EL PAÍS
Lo que comenzó como insurrección popular en zonas remotas contra la tiranía hereditaria de Bachar el Asad se ha transformado rápidamente en Siria en una guerra civil a gran escala. Las fuerzas gubernamentales, entre las que se multiplican las defecciones, perdidas ya extensas franjas de territorio frente a los rebeldes, intentan ahora mantener el control de las grandes ciudades, como Damasco o Alepo, la capital comercial, hasta hace muy poco tiempo santuarios del régimen.
El hecho de que la tambaleante dictadura siria, sacudida hasta los cimientos por el reciente atentado contra su sancta santorum, utilice aviones de combate contra Alepo y envíe allí apresuradamente a sus tropas desplegadas en la vecina frontera turca, o lance masivos contraataques en Damasco, ilustra tanto su desesperación como la creciente fortaleza de los insurrectos, progresivamente armados por Arabia Saudí y Catar, con el activo beneplácito de EE UU y Turquía.
Los acontecimientos en Siria van muy por delante de una diplomacia fracasada. Todavía la semana pasada, en una triste parodia de su irrelevancia, el Consejo de Seguridad, rehén de Rusia y China, votaba prolongar un mes la misión de los observadores internacionales de la vorágine, cuya velocidad e intensidad hace cada vez más probable una abierta intervención exterior al margen de la ONU. En Siria está en juego no solo evitar que la escalada de la guerra, cada vez más sectaria, acabe engullendo a países limítrofes en una de las zonas más volátiles del mundo, sino también un éxodo masivo de refugiados de imprevisibles consecuencias. El aseguramiento del arsenal químico y biológico que Damasco ha reconocido poseer esta semana es un argumento suplementario y decisivo para las potencias occidentales y el vecino Israel.
En este contexto es ya irrelevante la suerte de Bachar el Asad y los suyos.
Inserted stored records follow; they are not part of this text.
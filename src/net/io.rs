//! Type-erased duplex streams.

use std::io;
use std::pin::Pin;
use std::task::{Context, Poll};

use bytes::{Buf, Bytes};
use tokio::io::{AsyncRead, AsyncWrite, ReadBuf};

/// Any duplex byte stream the engine can drive.
///
/// `Sync` is required because idle outbound halves sit in the shared pool
/// map, which is read from every connection task.
pub trait Io: AsyncRead + AsyncWrite + Send + Sync + Unpin + 'static {}

impl<T> Io for T where T: AsyncRead + AsyncWrite + Send + Sync + Unpin + 'static {}

/// Boxed stream; plain TCP, TLS and nested TLS-in-tunnel all erase to this.
pub type BoxedIo = Box<dyn Io>;

/// Replays `prefix` before reading from `inner`. Writes go straight through.
///
/// Used when a parser has already buffered bytes that belong to whatever
/// takes over the stream next (e.g. a TLS ClientHello sent right behind a
/// CONNECT head).
#[derive(Debug)]
pub struct PrefixedIo<T> {
    prefix: Bytes,
    inner: T,
}

impl<T> PrefixedIo<T> {
    pub fn new(prefix: Bytes, inner: T) -> Self {
        Self { prefix, inner }
    }
}

impl<T: AsyncRead + Unpin> AsyncRead for PrefixedIo<T> {
    fn poll_read(
        self: Pin<&mut Self>,
        cx: &mut Context<'_>,
        buf: &mut ReadBuf<'_>,
    ) -> Poll<io::Result<()>> {
        let this = self.get_mut();
        if !this.prefix.is_empty() {
            let n = this.prefix.len().min(buf.remaining());
            buf.put_slice(&this.prefix[..n]);
            this.prefix.advance(n);
            return Poll::Ready(Ok(()));
        }
        Pin::new(&mut this.inner).poll_read(cx, buf)
    }
}

impl<T: AsyncWrite + Unpin> AsyncWrite for PrefixedIo<T> {
    fn poll_write(
        self: Pin<&mut Self>,
        cx: &mut Context<'_>,
        buf: &[u8],
    ) -> Poll<io::Result<usize>> {
        Pin::new(&mut self.get_mut().inner).poll_write(cx, buf)
    }

    fn poll_flush(self: Pin<&mut Self>, cx: &mut Context<'_>) -> Poll<io::Result<()>> {
        Pin::new(&mut self.get_mut().inner).poll_flush(cx)
    }

    fn poll_shutdown(self: Pin<&mut Self>, cx: &mut Context<'_>) -> Poll<io::Result<()>> {
        Pin::new(&mut self.get_mut().inner).poll_shutdown(cx)
    }

    fn poll_write_vectored(
        self: Pin<&mut Self>,
        cx: &mut Context<'_>,
        bufs: &[io::IoSlice<'_>],
    ) -> Poll<io::Result<usize>> {
        Pin::new(&mut self.get_mut().inner).poll_write_vectored(cx, bufs)
    }

    fn is_write_vectored(&self) -> bool {
        self.inner.is_write_vectored()
    }
}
La situación obliga a las potencias democráticas y los Estados árabes implicados tanto a acelerar la caída del sanguinario déspota como a perfilar con urgencia un escenario político que garantice que la Siria que emerge no sea una bomba de relojería regional. El peor de los escenarios posible sería un vacío de poder en un país invertebrado y armado hasta los dientes, donde quienes hasta hace poco se denominaban sirios comienzan ahora a considerarse primero alauitas, suníes, drusos o cristianos.